HackerOne is a bug bounty and vulnerability coordination platform, headquartered in San Francisco, California. In their recent press release they have announced the launch of Vulnerability Disclosure Program (VDP) on their platform. This program will be launched in partnership with Government Technology Agency (GovTech). The program will invite hackers among public to identify and report the vulnerabilities in internet-facing mobile and web-based applications of the government. VDP is the second initiative launched by GovTech in partnership with HackerOne.
In a recent event, Bug Bounty Programme (BBP), HackerOne collaborated with Singapore's Ministry of Defense (MINDEF). The BBP invited nearly 300 white hat hackers to discover vulnerabilities in nine public government information and communication technology (ICT) systems and digital services. These exchanges were for monetary rewards known as bounties. In this program the hacker community discovered thirty one vulnerabilities to receive bounties $25,950 for successful findings. Among all those findings, 27 were considered medium/low severity and four were considered high severity. Of all the hackers who participated in the BBP, about a quarter were Singaporeans. In addition to that the top 10 hackers to earn bounties 7 were Singaporeans.

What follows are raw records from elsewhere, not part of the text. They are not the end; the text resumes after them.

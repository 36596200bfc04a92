use std::sync::Arc;

use chrono::{DateTime, Utc};

use candela_core::{AdapterCache, CacheConfig, CandelaError, StatsCollector};

use crate::{DEFAULT_BASE_URL, DEFAULT_USER_AGENT, YahooConnector};

/// Configures a [`YahooConnector`].
#[derive(Debug, Clone)]
pub struct YahooConnectorBuilder {
    base_url: String,
    user_agent: String,
    cache: CacheConfig,
    stats: Option<Arc<StatsCollector>>,
    http: Option<reqwest::Client>,
    clock: fn() -> DateTime<Utc>,
}

impl Default for YahooConnectorBuilder {
    fn default() -> Self {
        Self {
            base_url: DEFAULT_BASE_URL.to_string(),
            user_agent: DEFAULT_USER_AGENT.to_string(),
            cache: CacheConfig::default(),
            stats: None,
            http: None,
            clock: Utc::now,
        }
    }
}

impl YahooConnectorBuilder {
    /// Override the chart endpoint root.
    #[must_use]
    pub fn base_url(mut self, url: impl Into<String>) -> Self {
        self.base_url = url.into();
        self
    }

    /// `User-Agent` header sent with every request.
    #[must_use]
    pub fn user_agent(mut self, agent: impl Into<String>) -> Self {
        self.user_agent = agent.into();
        self
    }

    /// Cache settings.
    #[must_use]
    pub const fn cache(mut self, cfg: CacheConfig) -> Self {
        self.cache = cfg;
        self
    }

    /// Share a statistics collector with the manager and other connectors.
    #[must_use]
    pub fn stats(mut self, stats: Arc<StatsCollector>) -> Self {
        self.stats = Some(stats);
        self
    }

    /// Use a preconfigured HTTP client.
    #[must_use]
    pub fn http_client(mut self, client: reqwest::Client) -> Self {
        self.http = Some(client);
        self
    }

    /// Replace the wall clock used for open-ended explicit ranges.
    #[must_use]
    pub const fn clock(mut self, clock: fn() -> DateTime<Utc>) -> Self {
        self.clock = clock;
        self
    }

    /// Build the connector.
    ///
    /// # Errors
    /// Returns `Connector` if the HTTP client cannot be constructed.
    pub fn build(self) -> Result<YahooConnector, CandelaError> {
        let http = match self.http {
            Some(c) => c,
            None => reqwest::Client::builder()
                .build()
                .map_err(|e| CandelaError::connector(YahooConnector::NAME, e.to_string()))?,
        };
        Ok(YahooConnector {
            http,
            base_url: self.base_url,
            user_agent: self.user_agent,
            cache: AdapterCache::new(&self.cache),
            stats: self.stats.unwrap_or_default(),
            clock: self.clock,
        })
    }
}

impl YahooConnector {
    /// Start configuring a connector.
    #[must_use]
    pub fn builder() -> YahooConnectorBuilder {
        YahooConnectorBuilder::default()
    }
}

Singapore Government has commitment to collaborate with the cybersecurity community through VDP to build a secure and resilient smart nation. In November 2019, GovTech is geared up to host its third government BBP to enhance and strengthen the cybersecurity of government systems.
Fifi Handayani, Program Manager of MINDEF at HackerOne, said that in the Asia Pacific region, Singapore Government has been leading in the adoption of hacker-powered security solutions. Their initiatives towards hacker-powered security illustrated the understanding of the value they have seen from maximizing hacker engagement to reduce cybersecurity risks.
In February, MINDEF officially announced the two new cyber expert schemes, one, to hire 300 specialists trained with cyber defense skillset and other to open a new Cyber Defense School (CDS). This is a part of an effort to protect its networks from outside attack.